The Nigerian equities market extended its positive run in May 2026, with the Nigerian Exchange (NGX) delivering a monthly return of 3.35%. While the advance marked another month of gains for investors, it represented the weakest monthly performance recorded by the market so far this year.
The modest increase reflects a more cautious trading environment as investors balanced strong corporate earnings against concerns over elevated valuations, monetary policy uncertainty, and profit-taking activities following the market’s impressive rally in previous months.
Market data showed that the benchmark NGX All-Share Index (ASI) remained firmly in positive territory throughout May, supported by sustained interest in banking, consumer goods, industrial, and selected energy stocks. However, buying momentum slowed compared with earlier months, when stronger earnings expectations and portfolio inflows fueled more aggressive gains.
Analysts said the slowdown does not necessarily signal weakening market fundamentals. Instead, it suggests that investors are becoming more selective after a period of robust appreciation across several sectors.
“The market continues to benefit from improving corporate profitability and renewed investor confidence, but valuations have become more demanding in certain segments,” market analysts noted. As a result, investors are increasingly focusing on fundamentally strong companies with sustainable earnings growth.
The banking sector remained one of the key drivers of market activity during the month, supported by capital-raising initiatives and expectations that lenders will continue to benefit from higher interest-rate environments. Consumer goods companies also attracted attention as investors assessed their ability to navigate inflationary pressures and preserve margins.

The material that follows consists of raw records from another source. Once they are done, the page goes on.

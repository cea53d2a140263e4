//! Audit log models.

use chrono::{DateTime, Utc};
use serde::{Deserialize, Serialize};
use uuid::Uuid;

/// One audit record. Written once, never modified.
#[derive(Debug, Clone, PartialEq, Serialize, Deserialize)]
pub struct LogEntry {
    pub id: Uuid,
    pub user: String,
    pub time: DateTime<Utc>,
    pub action: String,
}

/// Number of log entries recorded per user.
#[derive(Debug, Clone, PartialEq, Eq, Serialize, Deserialize)]
pub struct UserActivity {
    pub user: String,
    pub count: i64,
}
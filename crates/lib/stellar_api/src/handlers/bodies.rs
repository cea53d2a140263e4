//! Star request handlers.

use std::collections::HashMap;

use axum::extract::rejection::{FormRejection, QueryRejection};
use axum::extract::{Path, Query, State};
use axum::http::StatusCode;
use axum::{Extension, Form, Json};
use stellar_core::bodies::view::{Presentation, StarOrder, StarView};
use stellar_core::pagination::Page;

use super::{flag, form_fields};
use crate::AppState;
use crate::error::AppResult;
use crate::middleware::auth::AuthenticatedUser;
use crate::models::{DisplayQuery, StarListQuery, UrlResponse};
use crate::services::bodies as mutations;

/// `GET /bodies`: one page of stars.
pub async fn list_stars(
    State(state): State<AppState>,
    query: Result<Query<StarListQuery>, QueryRejection>,
) -> AppResult<Json<Vec<StarView>>> {
    let Query(q) = query?;
    let page = Page::new(q.pn, q.ps)?;
    let order = StarOrder::parse(q.order.as_deref())?;
    let presentation = Presentation {
        include_planets: flag("show_planets", q.show_planets.as_deref(), true)?,
        convert_units: flag("convert_units", q.convert_units.as_deref(), false)?,
    };
    let stars = state.bodies.list_stars(page, order, presentation).await?;
    Ok(Json(stars))
}

/// `GET /bodies/{star_id}`
pub async fn get_star(
    State(state): State<AppState>,
    Path(star_id): Path<String>,
    query: Result<Query<DisplayQuery>, QueryRejection>,
) -> AppResult<Json<StarView>> {
    let Query(q) = query?;
    let presentation = Presentation {
        include_planets: flag("show_planets", q.show_planets.as_deref(), true)?,
        convert_units: flag("convert_units", q.convert_units.as_deref(), false)?,
    };
    let star = state.bodies.find_star(&star_id).await?;
    Ok(Json(presentation.star(star)))
}

/// `POST /bodies`: admin only.
pub async fn create_star(
    State(state): State<AppState>,
    Extension(user): Extension<AuthenticatedUser>,
    form: Result<Form<HashMap<String, String>>, FormRejection>,
) -> AppResult<(StatusCode, Json<UrlResponse>)> {
    let url = mutations::create_star(&state, &user.0, &form_fields(form)).await?;
    Ok((StatusCode::CREATED, Json(UrlResponse { url })))
}

/// `PUT /bodies/{star_id}`: admin only.
pub async fn update_star(
    State(state): State<AppState>,
    Extension(user): Extension<AuthenticatedUser>,
    Path(star_id): Path<String>,
    form: Result<Form<HashMap<String, String>>, FormRejection>,
) -> AppResult<Json<UrlResponse>> {
    let url = mutations::update_star(&state, &user.0, &star_id, &form_fields(form)).await?;
    Ok(Json(UrlResponse { url }))
}

/// `DELETE /bodies/{star_id}`: admin only. Removes the star's planets too.
pub async fn delete_star(
    State(state): State<AppState>,
    Extension(user): Extension<AuthenticatedUser>,
    Path(star_id): Path<String>,
) -> AppResult<StatusCode> {
    mutations::delete_star(&state, &user.0, &star_id).await?;
    Ok(StatusCode::NO_CONTENT)
}
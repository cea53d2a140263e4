//! In-process body store.
//!
//! Each star is one map entry; mutating an entry holds its shard lock, which
//! gives the same per-document atomicity the database provides.

use async_trait::async_trait;
use dashmap::DashMap;
use uuid::Uuid;

use super::view::StarOrder;
use super::{BodyError, BodyStore};
use crate::models::body::{Planet, Star, StarFields};
use crate::pagination::Page;

#[derive(Default)]
pub struct MemoryBodyStore {
    stars: DashMap<Uuid, Star>,
}

impl MemoryBodyStore {
    pub fn new() -> Self {
        Self::default()
    }

    /// Number of star documents held.
    pub fn len(&self) -> usize {
        self.stars.len()
    }

    pub fn is_empty(&self) -> bool {
        self.stars.is_empty()
    }
}

#[async_trait]
impl BodyStore for MemoryBodyStore {
    async fn find_star(&self, id: Uuid) -> Result<Option<Star>, BodyError> {
        Ok(self.stars.get(&id).map(|s| s.clone()))
    }

    async fn star_exists(&self, id: Uuid) -> Result<bool, BodyError> {
        Ok(self.stars.contains_key(&id))
    }

    async fn list_stars(&self, order: StarOrder, page: Page) -> Result<Vec<Star>, BodyError> {
        let mut stars: Vec<Star> = self.stars.iter().map(|s| s.value().clone()).collect();
        stars.sort_by(|a, b| order.compare(a, b));
        Ok(page.slice(&stars))
    }

    async fn insert_star(&self, star: &Star) -> Result<(), BodyError> {
        self.stars.insert(star.id, star.clone());
        Ok(())
    }

    async fn update_star_fields(&self, id: Uuid, fields: &StarFields) -> Result<u64, BodyError> {
        match self.stars.get_mut(&id) {
            Some(mut star) => {
                star.fields = fields.clone();
                Ok(1)
            }
            None => Ok(0),
        }
    }

    async fn delete_star(&self, id: Uuid) -> Result<u64, BodyError> {
        Ok(self.stars.remove(&id).map_or(0, |_| 1))
    }

    async fn planet_owner(&self, planet_id: Uuid) -> Result<Option<Uuid>, BodyError> {
        Ok(self
            .stars
            .iter()
            .find(|s| s.planet(planet_id).is_some())
            .map(|s| s.id))
    }

    async fn find_planet(
        &self,
        star_id: Uuid,
        planet_id: Uuid,
    ) -> Result<Option<Planet>, BodyError> {
        Ok(self
            .stars
            .get(&star_id)
            .and_then(|s| s.planet(planet_id).cloned()))
    }

    async fn push_planet(&self, star_id: Uuid, planet: &Planet) -> Result<u64, BodyError> {
        match self.stars.get_mut(&star_id) {
            Some(mut star) => {
                star.planets.push(planet.clone());
                Ok(1)
            }
            None => Ok(0),
        }
    }

    async fn set_planet(&self, star_id: Uuid, planet: &Planet) -> Result<u64, BodyError> {
        let Some(mut star) = self.stars.get_mut(&star_id) else {
            return Ok(0);
        };
        match star.planets.iter_mut().find(|p| p.id == planet.id) {
            Some(slot) => {
                *slot = planet.clone();
                Ok(1)
            }
            None => Ok(0),
        }
    }

    async fn pull_planet(&self, star_id: Uuid, planet_id: Uuid) -> Result<u64, BodyError> {
        let Some(mut star) = self.stars.get_mut(&star_id) else {
            return Ok(0);
        };
        let before = star.planets.len();
        star.planets.retain(|p| p.id != planet_id);
        Ok(if star.planets.len() < before { 1 } else { 0 })
    }
}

Despite the slower pace of growth, May’s positive performance reinforces the resilience of Nigeria’s capital market amid broader economic challenges. Investors continue to monitor inflation trends, exchange-rate stability, and monetary policy decisions, all of which are expected to influence market direction in the second half of the year.
The NGX’s year-to-date performance remains firmly positive, underscoring the attractiveness of equities as investors seek returns that can outpace inflation and currency volatility. Institutional investors, pension funds, and retail participants have continued to increase exposure to stocks viewed as capable of delivering consistent dividend income and long-term capital appreciation.
Looking ahead, market participants expect trading sentiment to remain largely driven by corporate fundamentals, macroeconomic developments, and the pace of economic reforms. While volatility may increase as investors reassess valuations, many analysts believe the broader outlook for Nigerian equities remains constructive, supported by earnings growth and improving market liquidity.